Grey and Blue-Green Infrastructure:

  • Grey infrastructure: It refers to traditional man-made infrastructure, such as buildings, roads, and bridges, that are designed to provide human-made services like transportation, water supply, and waste management.
  • Blue-green infrastructure: It is designed to mimic the functions of natural ecosystems, such as wetlands, rivers, and forests, to provide services like stormwater management, water purification, and carbon sequestration.
  • Example: It includes, Rainwater harvesting systems that capture rainwater and recharge groundwater, green roofs that provide insulation and absorb rainwater, Urban parks and green spaces that improve air quality and provide habitat for wildlife, Wetlands and retention ponds that filter pollutants and store excess water during floods
  • Sustainable and resilient: Blue-green infrastructure is often seen as a more sustainable and resilient alternative to traditional grey infrastructure, as it can help to mitigate the impacts of climate change, reduce urban heat island effects, and enhance the quality of life for urban residents

Prime Minister’s Science, Technology, and Innovation Advisory Council (PM-STIAC):

  • PM-STIAC is a high-level advisory body that provides strategic guidance on science, technology, and innovation to the Prime Minister of India.
  • Advises the Indian Prime Minister on science and technology policy, identifying emerging areas, recommending missions and projects, and enhancing the effectiveness of science and technology to tackle national challenges.
  • The council comprises eminent scientists, technologists, entrepreneurs, and policymakers who are appointed by the Prime Minister.
  • PM-STIAC also serves as a forum for stakeholders from academia, industry, and government to interact and collaborate on science and technology initiatives.

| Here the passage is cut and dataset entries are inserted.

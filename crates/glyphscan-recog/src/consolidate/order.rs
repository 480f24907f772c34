//! Reading order
//!
//! Rows run top to bottom and matches within a row run left to right. Two
//! matches are on the same row when their vertical spans overlap (see
//! [`SymbolMatch::row_overlaps`]).

use super::insertion_sort;
use crate::symbol_match::SymbolMatch;

/// Whether `a` is read before `b`.
///
/// 1. On different rows: the smaller `y` first.
/// 2. On the same row: the smaller `x` first.
/// 3. Same `x`: the smaller `y` first.
pub fn comes_before(a: &SymbolMatch<'_>, b: &SymbolMatch<'_>) -> bool {
    if !a.row_overlaps(b) {
        return a.y < b.y;
    }
    if a.x != b.x {
        return a.x < b.x;
    }
    a.y < b.y
}

/// Sort canonically ordered matches into reading order, in place.
///
/// Row overlap is not transitive, so [`comes_before`] is not a total order
/// and cannot drive `sort_by`. Insertion sort only ever compares neighbors,
/// which leaves every adjacent pair ordered by [`comes_before`].
pub(crate) fn reading_order(matches: &mut [SymbolMatch<'_>]) {
    insertion_sort(matches, comes_before);
}
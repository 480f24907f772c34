//! Error types for glyphscan-recog

use thiserror::Error;

/// Errors that can occur during recognition operations
#[derive(Debug, Error)]
pub enum RecogError {
    /// Core library error
    #[error("core error: {0}")]
    Core(#[from] glyphscan_core::Error),

    /// Reading a font directory or decoding a glyph image failed
    #[error("I/O error: {0}")]
    Io(#[from] glyphscan_io::IoError),

    /// A glyph template has no foreground pixels or zero size
    #[error("invalid template '{name}': {width}x{height} image with no usable foreground")]
    InvalidTemplate {
        name: String,
        width: u32,
        height: u32,
    },

    /// The correlation primitive rejected its input
    #[error("correlation failed: {0}")]
    CorrelationFailure(String),

    /// Invalid parameter provided
    #[error("invalid parameter: {0}")]
    InvalidParameter(String),

    /// No font family with this name has been loaded
    #[error("unknown font family: {0}")]
    UnknownFamily(String),

    /// A glyph file name could not be decoded into a symbol name
    #[error("invalid symbol name '{file_name}': {message}")]
    InvalidSymbolName { file_name: String, message: String },
}

/// Result type for recognition operations
pub type RecogResult<T> = Result<T, RecogError>;
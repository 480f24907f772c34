//! Image format detection
//!
//! Detects image formats by examining magic numbers in the file header.
//! Only PNG is decoded; the other formats are recognized so that a font
//! directory holding, say, a stray JPEG fails with a precise message.

use crate::{IoError, IoResult};
use std::fs::File;
use std::io::Read;
use std::path::Path;

/// Image file format
#[derive(Debug, Clone, Copy, PartialEq, Eq, Hash, Default)]
pub enum ImageFormat {
    /// Unknown format
    #[default]
    Unknown,
    /// PNG format
    Png,
    /// BMP format
    Bmp,
    /// JFIF JPEG format
    Jpeg,
    /// GIF format
    Gif,
    /// TIFF format
    Tiff,
    /// WebP format
    WebP,
    /// PNM format
    Pnm,
}

impl ImageFormat {
    /// Get the file extension for this format.
    pub fn extension(self) -> &'static str {
        match self {
            Self::Unknown => "dat",
            Self::Png => "png",
            Self::Bmp => "bmp",
            Self::Jpeg => "jpg",
            Self::Gif => "gif",
            Self::Tiff => "tif",
            Self::WebP => "webp",
            Self::Pnm => "pnm",
        }
    }
}

/// Magic numbers for image format detection
mod magic {
    pub const PNG: &[u8] = &[0x89, 0x50, 0x4E, 0x47, 0x0D, 0x0A, 0x1A, 0x0A];
    pub const BMP: &[u8] = b"BM";
    pub const JPEG: &[u8] = &[0xFF, 0xD8, 0xFF];
    pub const GIF87A: &[u8] = b"GIF87a";
    pub const GIF89A: &[u8] = b"GIF89a";
    pub const TIFF_LE: &[u8] = &[0x49, 0x49, 0x2A, 0x00];
    pub const TIFF_BE: &[u8] = &[0x4D, 0x4D, 0x00, 0x2A];
    pub const RIFF: &[u8] = b"RIFF";
    pub const WEBP: &[u8] = b"WEBP";
}

/// Detect image format from a file path
pub fn detect_format<P: AsRef<Path>>(path: P) -> IoResult<ImageFormat> {
    let mut file = File::open(path)?;
    let mut header = [0u8; 12];
    let bytes_read = file.read(&mut header)?;
    detect_format_from_bytes(&header[..bytes_read])
}

/// Detect image format from bytes
pub fn detect_format_from_bytes(data: &[u8]) -> IoResult<ImageFormat> {
    if data.len() < 2 {
        return Err(IoError::InvalidData(
            "not enough data to detect format".to_string(),
        ));
    }

    if data.starts_with(magic::PNG) {
        return Ok(ImageFormat::Png);
    }
    if data.starts_with(magic::BMP) {
        return Ok(ImageFormat::Bmp);
    }
    if data.starts_with(magic::JPEG) {
        return Ok(ImageFormat::Jpeg);
    }
    if data.starts_with(magic::GIF87A) || data.starts_with(magic::GIF89A) {
        return Ok(ImageFormat::Gif);
    }
    if data.starts_with(magic::TIFF_LE) || data.starts_with(magic::TIFF_BE) {
        return Ok(ImageFormat::Tiff);
    }
    if data.len() >= 12 && data.starts_with(magic::RIFF) && &data[8..12] == magic::WEBP {
        return Ok(ImageFormat::WebP);
    }
    if data[0] == b'P' && (b'1'..=b'6').contains(&data[1]) {
        return Ok(ImageFormat::Pnm);
    }

    Err(IoError::UnsupportedFormat(
        "unknown image format".to_string(),
    ))
}
//! Error types for the test framework

use thiserror::Error;

/// Errors that can occur while preparing or checking a regression test
#[derive(Debug, Error)]
pub enum TestError {
    /// Failed to write an image
    #[error("failed to write image '{path}': {message}")]
    ImageWrite { path: String, message: String },

    /// A fixture description could not be turned into an image
    #[error("invalid fixture: {0}")]
    Fixture(String),

    /// Raster-level failure while composing a fixture
    #[error("core error: {0}")]
    Core(#[from] glyphscan_core::Error),

    /// IO error
    #[error("IO error: {0}")]
    Io(#[from] std::io::Error),
}

/// Result type for test operations
pub type TestResult<T> = Result<T, TestError>;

Local community involvement:

  • Efforts must be inclusive: Each of these efforts must be inclusive of local and nomadic communities where these initiatives will be implemented.
  • Traditional practices should be integrated: Traditional knowledge and practices of these communities should be integrated into the implementation plans.


  • Each of the above-mentioned programs has the potential to greatly improve the state of our nation’s biodiversity if their implementation is based on the latest scientific and ecological knowledge.